Stored items
//! Browser automation.
//!
//! Defines the `BrowserPage` and `BrowserLauncher` traits used by the
//! aggregator sign-in flow, and a WebDriver implementation:
//! - webdriver — chromedriver session over `fantoccini`

pub mod webdriver;

use async_trait::async_trait;
use std::time::Duration;

/// How to find an element on the page.
#[derive(Debug, Clone, Copy, PartialEq, Eq)]
pub enum Selector {
    Id(&'static str),
    LinkText(&'static str),
    Name(&'static str),
}

impl std::fmt::Display for Selector {
    fn fmt(&self, f: &mut std::fmt::Formatter<'_>) -> std::fmt::Result {
        match self {
            Selector::Id(s) => write!(f, "#{s}"),
            Selector::LinkText(s) => write!(f, "link \"{s}\""),
            Selector::Name(s) => write!(f, "[name={s}]"),
        }
    }
}

#[derive(Debug, thiserror::Error)]
pub enum BrowserError {
    #[error("Element not found: {0}")]
    ElementNotFound(Selector),

    #[error("Could not start browser session: {0}")]
    Session(String),

    #[error("Browser command failed: {0}")]
    Command(String),
}

/// A live page in a browser session.
#[cfg_attr(test, mockall::automock)]
#[async_trait]
pub trait BrowserPage: Send + Sync {
    async fn goto(&self, url: &str) -> Result<(), BrowserError>;

    async fn current_url(&self) -> Result<String, BrowserError>;

    /// Rendered HTML of the current page.
    async fn page_source(&self) -> Result<String, BrowserError>;

    /// Succeeds once the element is present, within the implicit wait.
    async fn find(&self, target: Selector) -> Result<(), BrowserError>;

    async fn click(&self, target: Selector) -> Result<(), BrowserError>;

    async fn send_keys(&self, target: Selector, text: &str) -> Result<(), BrowserError>;

    async fn attribute(&self, target: Selector, name: &str)
        -> Result<Option<String>, BrowserError>;

    /// Wait up to `timeout` whenever an element lookup misses.
    async fn set_implicit_wait(&self, timeout: Duration) -> Result<(), BrowserError>;

    /// Session cookies as `(name, value)` pairs.
    async fn cookies(&self) -> Result<Vec<(String, String)>, BrowserError>;

    /// End the session. The page must not be used afterwards.
    async fn quit(&self) -> Result<(), BrowserError>;
}

/// Opens new browser sessions.
#[async_trait]
pub trait BrowserLauncher: Send + Sync {
    async fn launch(&self) -> Result<Box<dyn BrowserPage>, BrowserError>;
}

(AIM OF THE TASK):
For this exercise, give every entry again exactly as it appears.

(EXERCISE SOLUTION):
//! Browser automation.
//!
//! Defines the `BrowserPage` and `BrowserLauncher` traits used by the
//! aggregator sign-in flow, and a WebDriver implementation:
//! - webdriver — chromedriver session over `fantoccini`

pub mod webdriver;

use async_trait::async_trait;
use std::time::Duration;

/// How to find an element on the page.
#[derive(Debug, Clone, Copy, PartialEq, Eq)]
pub enum Selector {
    Id(&'static str),
    LinkText(&'static str),
    Name(&'static str),
}

impl std::fmt::Display for Selector {
    fn fmt(&self, f: &mut std::fmt::Formatter<'_>) -> std::fmt::Result {
        match self {
            Selector::Id(s) => write!(f, "#{s}"),
            Selector::LinkText(s) => write!(f, "link \"{s}\""),
            Selector::Name(s) => write!(f, "[name={s}]"),
        }
    }
}

#[derive(Debug, thiserror::Error)]
pub enum BrowserError {
    #[error("Element not found: {0}")]
    ElementNotFound(Selector),

    #[error("Could not start browser session: {0}")]
    Session(String),

    #[error("Browser command failed: {0}")]
    Command(String),
}

/// A live page in a browser session.
#[cfg_attr(test, mockall::automock)]
#[async_trait]
pub trait BrowserPage: Send + Sync {
    async fn goto(&self, url: &str) -> Result<(), BrowserError>;

    async fn current_url(&self) -> Result<String, BrowserError>;

    /// Rendered HTML of the current page.
    async fn page_source(&self) -> Result<String, BrowserError>;

    /// Succeeds once the element is present, within the implicit wait.
    async fn find(&self, target: Selector) -> Result<(), BrowserError>;

    async fn click(&self, target: Selector) -> Result<(), BrowserError>;

    async fn send_keys(&self, target: Selector, text: &str) -> Result<(), BrowserError>;

    async fn attribute(&self, target: Selector, name: &str)
        -> Result<Option<String>, BrowserError>;

    /// Wait up to `timeout` whenever an element lookup misses.
    async fn set_implicit_wait(&self, timeout: Duration) -> Result<(), BrowserError>;

    /// Session cookies as `(name, value)` pairs.
    async fn cookies(&self) -> Result<Vec<(String, String)>, BrowserError>;

    /// End the session. The page must not be used afterwards.
    async fn quit(&self) -> Result<(), BrowserError>;
}

/// Opens new browser sessions.
#[async_trait]
pub trait BrowserLauncher: Send + Sync {
    async fn launch(&self) -> Result<Box<dyn BrowserPage>, BrowserError>;
}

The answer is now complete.